| Activity |
Scan the records below and copy every line that contains the string "lines".

(Beginning of Input data)

//! Quadboard Core Library
//!
//! Headless engine for a zoomable, pannable quadrant canvas. Items are placed
//! by world coordinate and drawn by the host through [`ItemRenderer`] and
//! [`EditSessionRenderer`]; the engine owns the view transform, the edit
//! session state and the item collection.

pub mod axis;
pub mod config;
pub mod engine;
pub mod input;
pub mod interaction;
pub mod item;
pub mod mapper;
pub mod quadrant;
pub mod store;
pub mod viewport;

pub use axis::{AxisOverlay, AxisStyle};
pub use config::{CanvasConfig, ConfigError, OriginPlacement};
pub use engine::{CanvasEngine, EditSessionRenderer, Frame, ItemRenderer, SessionControl};
pub use input::{Gesture, InputState, MouseButton, PointerEvent};
pub use interaction::{EditSession, GestureTarget, IgnoreReason, InteractionState, SessionOutcome, Transition};
pub use item::{Extension, Item, ItemId, ItemPatch};
pub use mapper::{ViewError, ViewTransform, screen_from_world, world_from_screen};
pub use quadrant::Quadrant;
pub use store::{Dispatcher, ItemCollection, ItemCommand, StoreError};
pub use viewport::{ViewportController, WheelDirection, ZoomLimits};
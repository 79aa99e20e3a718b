//! Axis pair through the world origin.

use crate::mapper::{ViewTransform, screen_from_world};
use kurbo::{Line, Point, Size};
use peniko::Color;
use peniko::color::Rgba8;
use serde::{Deserialize, Serialize};

/// Colors in config files are CSS color strings; they serialize back as
/// `#rrggbb`, or `#rrggbbaa` when translucent.
mod css_color {
    use peniko::Color;
    use peniko::color::{Rgba8, Srgb, parse_color};
    use serde::de::Error;
    use serde::{Deserialize, Deserializer, Serializer};

    pub fn serialize<S: Serializer>(color: &Rgba8, serializer: S) -> Result<S::Ok, S::Error> {
        let hex = if color.a == u8::MAX {
            format!("#{:02x}{:02x}{:02x}", color.r, color.g, color.b)
        } else {
            format!("#{:02x}{:02x}{:02x}{:02x}", color.r, color.g, color.b, color.a)
        };
        serializer.serialize_str(&hex)
    }

    pub fn deserialize<'de, D: Deserializer<'de>>(deserializer: D) -> Result<Rgba8, D::Error> {
        let css = String::deserialize(deserializer)?;
        let color: Color = parse_color(&css)
            .map_err(|e| D::Error::custom(format!("invalid color {css:?}: {e}")))?
            .to_alpha_color::<Srgb>();
        Ok(color.to_rgba8())
    }
}

/// How the axis pair is drawn.
#[derive(Debug, Clone, PartialEq, Serialize, Deserialize)]
#[serde(default)]
pub struct AxisStyle {
    #[serde(with = "css_color")]
    pub color: Rgba8,
    /// Stroke width in viewport pixels.
    pub width: f64,
    /// Caption for the horizontal axis.
    pub horizontal_label: Option<String>,
    /// Caption for the vertical axis.
    pub vertical_label: Option<String>,
}

impl Default for AxisStyle {
    fn default() -> Self {
        Self {
            // #60a5fa
            color: Rgba8 {
                r: 0x60,
                g: 0xa5,
                b: 0xfa,
                a: 0xff,
            },
            width: 4.0,
            horizontal_label: Some("Urgent".to_string()),
            vertical_label: Some("Important".to_string()),
        }
    }
}

impl AxisStyle {
    /// Stroke color for renderers that draw with peniko.
    pub fn peniko_color(&self) -> Color {
        Color::from(self.color)
    }
}

/// The two axis lines for one frame, in viewport space.
///
/// Each line spans the whole viewport along its direction, so the axes read
/// as unbounded at any zoom or pan.
#[derive(Debug, Clone, PartialEq)]
pub struct AxisOverlay {
    /// World origin in viewport space.
    pub origin: Point,
    pub horizontal: Line,
    pub vertical: Line,
    viewport: Size,
}

impl AxisOverlay {
    /// Axis lines for `view` over a viewport of `viewport` size.
    pub fn new(view: &ViewTransform, viewport: Size) -> Self {
        let origin = screen_from_world(view, Point::ZERO);
        Self {
            origin,
            horizontal: Line::new((0.0, origin.y), (viewport.width, origin.y)),
            vertical: Line::new((origin.x, 0.0), (origin.x, viewport.height)),
            viewport,
        }
    }

    /// Check if the horizontal axis crosses the viewport.
    pub fn horizontal_visible(&self) -> bool {
        (0.0..=self.viewport.height).contains(&self.origin.y)
    }

    /// Check if the vertical axis crosses the viewport.
    pub fn vertical_visible(&self) -> bool {
        (0.0..=self.viewport.width).contains(&self.origin.x)
    }
}
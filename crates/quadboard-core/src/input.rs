//! Pointer event recognition: raw pointer events in, canvas gestures out.

use crate::interaction::GestureTarget;
use kurbo::{Point, Vec2};
use serde::{Deserialize, Serialize};
use std::time::Duration;

// Use web_time for WASM compatibility
#[cfg(target_arch = "wasm32")]
use web_time::Instant;
#[cfg(not(target_arch = "wasm32"))]
use std::time::Instant;

/// Default double-click window.
pub const DOUBLE_CLICK_TIME_MS: u64 = 500;
/// Default maximum travel between the two presses of a double click.
pub const DOUBLE_CLICK_DISTANCE: f64 = 5.0;

/// Mouse button identifiers.
#[derive(Debug, Clone, Copy, PartialEq, Eq, Hash, Serialize, Deserialize)]
pub enum MouseButton {
    Left,
    Right,
    Middle,
}

/// Raw pointer event in screen coordinates.
#[derive(Debug, Clone, PartialEq, Serialize, Deserialize)]
pub enum PointerEvent {
    Down {
        position: Point,
        button: MouseButton,
        target: GestureTarget,
    },
    Up {
        position: Point,
        button: MouseButton,
    },
    Move {
        position: Point,
    },
    Scroll {
        /// `None` when the device reports no pointer position.
        position: Option<Point>,
        delta: Vec2,
    },
    /// Pointer left the canvas.
    Leave,
}

/// Canvas-level gesture recognized from raw events.
#[derive(Debug, Clone, PartialEq)]
pub enum Gesture {
    /// One wheel notch; negative `delta_y` is "up".
    Wheel {
        position: Option<Point>,
        delta_y: f64,
    },
    /// Stage drag frame, in screen pixels.
    Pan { delta: Vec2 },
    DoubleActivation {
        position: Option<Point>,
        target: GestureTarget,
    },
}

/// Thresholds for double-click detection.
#[derive(Debug, Clone, Copy, PartialEq)]
pub struct ClickSettings {
    pub double_click_time: Duration,
    pub double_click_distance: f64,
}

impl Default for ClickSettings {
    fn default() -> Self {
        Self {
            double_click_time: Duration::from_millis(DOUBLE_CLICK_TIME_MS),
            double_click_distance: DOUBLE_CLICK_DISTANCE,
        }
    }
}

#[derive(Debug, Clone, PartialEq)]
struct Click {
    time: Instant,
    position: Point,
    target: GestureTarget,
}

/// Tracks pointer state between events and turns it into [`Gesture`]s.
#[derive(Debug, Clone)]
pub struct InputState {
    settings: ClickSettings,
    /// Last known pointer position in screen coordinates.
    pointer_position: Option<Point>,
    /// Last position seen while dragging the stage.
    pan_anchor: Option<Point>,
    /// Last left press, for double-click detection.
    last_click: Option<Click>,
}

impl Default for InputState {
    fn default() -> Self {
        Self::new(ClickSettings::default())
    }
}

impl InputState {
    /// Create input state with the given double-click thresholds.
    pub fn new(settings: ClickSettings) -> Self {
        Self {
            settings,
            pointer_position: None,
            pan_anchor: None,
            last_click: None,
        }
    }

    /// Last known pointer position.
    pub fn pointer_position(&self) -> Option<Point> {
        self.pointer_position
    }

    /// Whether a stage drag is in progress.
    pub fn is_panning(&self) -> bool {
        self.pan_anchor.is_some()
    }

    /// Process a pointer event at the current time.
    pub fn handle_pointer_event(&mut self, event: PointerEvent) -> Vec<Gesture> {
        self.handle_pointer_event_at(event, Instant::now())
    }

    /// Process a pointer event that happened at `now`.
    pub fn handle_pointer_event_at(&mut self, event: PointerEvent, now: Instant) -> Vec<Gesture> {
        let mut gestures = Vec::new();
        match event {
            PointerEvent::Down {
                position,
                button,
                target,
            } => {
                self.pointer_position = Some(position);
                if button != MouseButton::Left {
                    return gestures;
                }

                if self.is_double_click(now, position, &target) {
                    // Reset so a triple click is not a second double click
                    self.last_click = None;
                    gestures.push(Gesture::DoubleActivation {
                        position: Some(position),
                        target: target.clone(),
                    });
                } else {
                    self.last_click = Some(Click {
                        time: now,
                        position,
                        target: target.clone(),
                    });
                }

                // Only empty canvas drags the stage; item drags belong to the host
                if target == GestureTarget::Canvas {
                    self.pan_anchor = Some(position);
                }
            }
            PointerEvent::Up { position, button } => {
                self.pointer_position = Some(position);
                if button == MouseButton::Left {
                    self.pan_anchor = None;
                }
            }
            PointerEvent::Move { position } => {
                self.pointer_position = Some(position);
                // Hover moves and item drags leave the anchor unset
                if let Some(anchor) = self.pan_anchor {
                    self.pan_anchor = Some(position);
                    let delta = position - anchor;
                    if delta != Vec2::ZERO {
                        gestures.push(Gesture::Pan { delta });
                    }
                }
            }
            PointerEvent::Scroll { position, delta } => {
                if position.is_some() {
                    self.pointer_position = position;
                }
                gestures.push(Gesture::Wheel {
                    position,
                    delta_y: delta.y,
                });
            }
            PointerEvent::Leave => {
                self.pointer_position = None;
                self.pan_anchor = None;
            }
        }
        gestures
    }

    fn is_double_click(&self, now: Instant, position: Point, target: &GestureTarget) -> bool {
        let Some(last) = &self.last_click else {
            return false;
        };
        let elapsed = now.saturating_duration_since(last.time);
        elapsed < self.settings.double_click_time
            && position.distance(last.position) < self.settings.double_click_distance
            && &last.target == target
    }
}

#[cfg(test)]
mod tests {
    use super::*;
    use crate::item::ItemId;

    fn down(x: f64, y: f64, target: GestureTarget) -> PointerEvent {
        PointerEvent::Down {
            position: Point::new(x, y),
            button: MouseButton::Left,
            target,
        }
    }

    fn up(x: f64, y: f64) -> PointerEvent {
        PointerEvent::Up {
            position: Point::new(x, y),
            button: MouseButton::Left,
        }
    }

    #[test]
    fn test_double_click_detection() {
        let mut input = InputState::default();
        let t0 = Instant::now();

        assert!(input.handle_pointer_event_at(down(100.0, 100.0, GestureTarget::Canvas), t0).is_empty());
        input.handle_pointer_event_at(up(100.0, 100.0), t0);

        let gestures = input.handle_pointer_event_at(
            down(101.0, 100.0, GestureTarget::Canvas),
            t0 + Duration::from_millis(200),
        );
        assert_eq!(
            gestures,
            vec![Gesture::DoubleActivation {
                position: Some(Point::new(101.0, 100.0)),
                target: GestureTarget::Canvas,
            }]
        );
    }

    #[test]
    fn test_triple_click_is_one_double_click() {
        let mut input = InputState::default();
        let t0 = Instant::now();
        let mut count = 0;
        for i in 0..3 {
            let at = t0 + Duration::from_millis(100 * i);
            count += input
                .handle_pointer_event_at(down(10.0, 10.0, GestureTarget::Canvas), at)
                .len();
            input.handle_pointer_event_at(up(10.0, 10.0), at);
        }
        assert_eq!(count, 1);
    }

    #[test]
    fn test_double_click_too_slow() {
        let mut input = InputState::default();
        let t0 = Instant::now();
        input.handle_pointer_event_at(down(10.0, 10.0, GestureTarget::Canvas), t0);
        input.handle_pointer_event_at(up(10.0, 10.0), t0);
        let gestures = input.handle_pointer_event_at(
            down(10.0, 10.0, GestureTarget::Canvas),
            t0 + Duration::from_millis(800),
        );
        assert!(gestures.is_empty());
    }

    #[test]
    fn test_double_click_too_far() {
        let mut input = InputState::default();
        let t0 = Instant::now();
        input.handle_pointer_event_at(down(100.0, 100.0, GestureTarget::Canvas), t0);
        input.handle_pointer_event_at(up(100.0, 100.0), t0);
        let gestures = input.handle_pointer_event_at(
            down(200.0, 200.0, GestureTarget::Canvas),
            t0 + Duration::from_millis(50),
        );
        assert!(gestures.is_empty());
    }

    #[test]
    fn test_double_click_on_item_reports_item_target() {
        let mut input = InputState::default();
        let t0 = Instant::now();
        let target = GestureTarget::Item(ItemId::new("a"));
        input.handle_pointer_event_at(down(5.0, 5.0, target.clone()), t0);
        input.handle_pointer_event_at(up(5.0, 5.0), t0);
        let gestures =
            input.handle_pointer_event_at(down(5.0, 5.0, target.clone()), t0 + Duration::from_millis(10));
        assert_eq!(
            gestures,
            vec![Gesture::DoubleActivation {
                position: Some(Point::new(5.0, 5.0)),
                target,
            }]
        );
    }

    #[test]
    fn test_clicks_on_different_targets_are_not_a_double_click() {
        let mut input = InputState::default();
        let t0 = Instant::now();
        input.handle_pointer_event_at(down(5.0, 5.0, GestureTarget::Item(ItemId::new("a"))), t0);
        input.handle_pointer_event_at(up(5.0, 5.0), t0);
        let gestures = input.handle_pointer_event_at(
            down(5.0, 5.0, GestureTarget::Canvas),
            t0 + Duration::from_millis(10),
        );
        assert!(gestures.is_empty());
    }

    #[test]
    fn test_canvas_drag_pans() {
        let mut input = InputState::default();
        input.handle_pointer_event(down(100.0, 100.0, GestureTarget::Canvas));
        assert!(input.is_panning());

        let gestures = input.handle_pointer_event(PointerEvent::Move {
            position: Point::new(150.0, 120.0),
        });
        assert_eq!(gestures, vec![Gesture::Pan { delta: Vec2::new(50.0, 20.0) }]);

        let gestures = input.handle_pointer_event(PointerEvent::Move {
            position: Point::new(140.0, 120.0),
        });
        assert_eq!(gestures, vec![Gesture::Pan { delta: Vec2::new(-10.0, 0.0) }]);

        input.handle_pointer_event(up(140.0, 120.0));
        assert!(!input.is_panning());
        let gestures = input.handle_pointer_event(PointerEvent::Move {
            position: Point::new(0.0, 0.0),
        });
        assert!(gestures.is_empty());
    }

    #[test]
    fn test_item_drag_does_not_pan() {
        let mut input = InputState::default();
        input.handle_pointer_event(down(100.0, 100.0, GestureTarget::Item(ItemId::new("a"))));
        for x in [150.0, 250.0, 400.0] {
            let gestures = input.handle_pointer_event(PointerEvent::Move {
                position: Point::new(x, 120.0),
            });
            assert!(gestures.is_empty());
            assert!(!input.is_panning());
        }
    }

    #[test]
    fn test_hover_does_not_pan() {
        let mut input = InputState::default();
        for (x, y) in [(10.0, 10.0), (60.0, 40.0), (-30.0, 500.0)] {
            let gestures = input.handle_pointer_event(PointerEvent::Move {
                position: Point::new(x, y),
            });
            assert!(gestures.is_empty());
        }
        assert!(!input.is_panning());
        assert_eq!(input.pointer_position(), Some(Point::new(-30.0, 500.0)));
    }

    #[test]
    fn test_right_button_drag_does_not_pan() {
        let mut input = InputState::default();
        input.handle_pointer_event(PointerEvent::Down {
            position: Point::new(0.0, 0.0),
            button: MouseButton::Right,
            target: GestureTarget::Canvas,
        });
        let gestures = input.handle_pointer_event(PointerEvent::Move {
            position: Point::new(30.0, 30.0),
        });
        assert!(gestures.is_empty());
    }

    #[test]
    fn test_scroll_produces_wheel() {
        let mut input = InputState::default();
        let gestures = input.handle_pointer_event(PointerEvent::Scroll {
            position: Some(Point::new(400.0, 300.0)),
            delta: Vec2::new(0.0, -120.0),
        });
        assert_eq!(
            gestures,
            vec![Gesture::Wheel {
                position: Some(Point::new(400.0, 300.0)),
                delta_y: -120.0,
            }]
        );
        assert_eq!(input.pointer_position(), Some(Point::new(400.0, 300.0)));
    }

    #[test]
    fn test_leave_ends_pan_and_forgets_pointer() {
        let mut input = InputState::default();
        input.handle_pointer_event(down(1.0, 1.0, GestureTarget::Canvas));
        input.handle_pointer_event(PointerEvent::Leave);
        assert!(!input.is_panning());
        assert_eq!(input.pointer_position(), None);
    }
}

(End of Input data)

| The completed task |
/// The two axis lines for one frame, in viewport space.
    /// Axis lines for `view` over a viewport of `viewport` size.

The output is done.